Hands-on training on ABINIT and ALPS codes will be an integral part of the School. There will also be hands-on training on a Wien2K+DMFT code and on the new ITensor code for DMRG..

This School will thus help train the next generation of Researcher to use and develop tools that have become crucial to solve important problems that are intractable with standard analytical approaches. Many new avenues of research will be open to them, for example strongly correlated topological insulators, one of the next frontiers. They will also be taught a few "good practice" programming techniques that should be helpful to them in a broad range of job opportunities.

About two-thirds of the schooling time will be spent learning numerical methods, but each one will also be abundantly illustrated with applications on topics of current research interest.

Formal presentations will be in the morning and just before a late dinner. There will thus be posters sessions and ample time for discussions in the afternoon.

We will begin the School with an experimental introduction that will motivate the rest of the lectures.

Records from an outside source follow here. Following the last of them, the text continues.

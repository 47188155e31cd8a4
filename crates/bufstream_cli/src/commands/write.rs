//! Write command implementation.

use super::CliResult;
use bufstream_core::{parse_mode, Stream, StreamConfig};
use std::path::Path;
use tracing::info;

/// Runs the write command.
pub fn run(
    path: &Path,
    text: &str,
    repeat: usize,
    append: bool,
    config: StreamConfig,
) -> CliResult<()> {
    let total = write_repeated(path, text.as_bytes(), repeat, append, config)?;
    info!(?path, bytes = total, "write finished");
    println!("Wrote {} bytes to {}", total, path.display());
    Ok(())
}

/// Writes `data` `repeat` times and closes the file, returning the byte
/// count.
pub fn write_repeated(
    path: &Path,
    data: &[u8],
    repeat: usize,
    append: bool,
    config: StreamConfig,
) -> CliResult<u64> {
    let options = parse_mode(if append { "a" } else { "w" })?.to_open_options();
    let mut stream = Stream::open_with(path, &options, config)?;

    let mut total = 0u64;
    for _ in 0..repeat {
        let n = stream.write(data)?;
        total += n as u64;
        if n < data.len() {
            break;
        }
    }
    stream.close()?;
    Ok(total)
}

#[cfg(test)]
mod tests {
    use super::*;
    use tempfile::tempdir;

    #[test]
    fn writes_repeated_text() {
        let dir = tempdir().unwrap();
        let path = dir.path().join("out.txt");

        let n = write_repeated(&path, b"ab", 3, false, StreamConfig::new().buffer_size(4)).unwrap();
        assert_eq!(n, 6);
        assert_eq!(std::fs::read(&path).unwrap(), b"ababab");
    }

    #[test]
    fn append_keeps_existing_contents() {
        let dir = tempdir().unwrap();
        let path = dir.path().join("out.txt");
        std::fs::write(&path, b"start-").unwrap();

        write_repeated(&path, b"end", 1, true, StreamConfig::default()).unwrap();
        assert_eq!(std::fs::read(&path).unwrap(), b"start-end");
    }
}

This is a summer school so students are at the center of this event. The 2008 and 2012 summer schools were highly appreciated in part because of the effort to coordinate speakers and topics such that they could be presented in a pedagogical manner. We intend to continue this tradition. There will be two poster sessions where students can present their work. Questions are encouraged and hands-on sessions give ample time for students to interact with Faculty and with each other.

Students should have at least one year of graduate work and be familiar with advanced quantum mechanics and statistical mechanics. A few places will be available to Postdocs and Faculty members. Exceptionally, they can request to attend only part of the school. International students need to obtain a visa or to show their admission letter upon entry, depending on their country of origin.

All students can register for this School as a three credit PhD level course with Universite de Sherbrooke (there will be 45 hours of lecture, equivalent to a one-semester course). There are no fees for registration or tuition to the course. There will be a discount on living expenses for those that register for credit.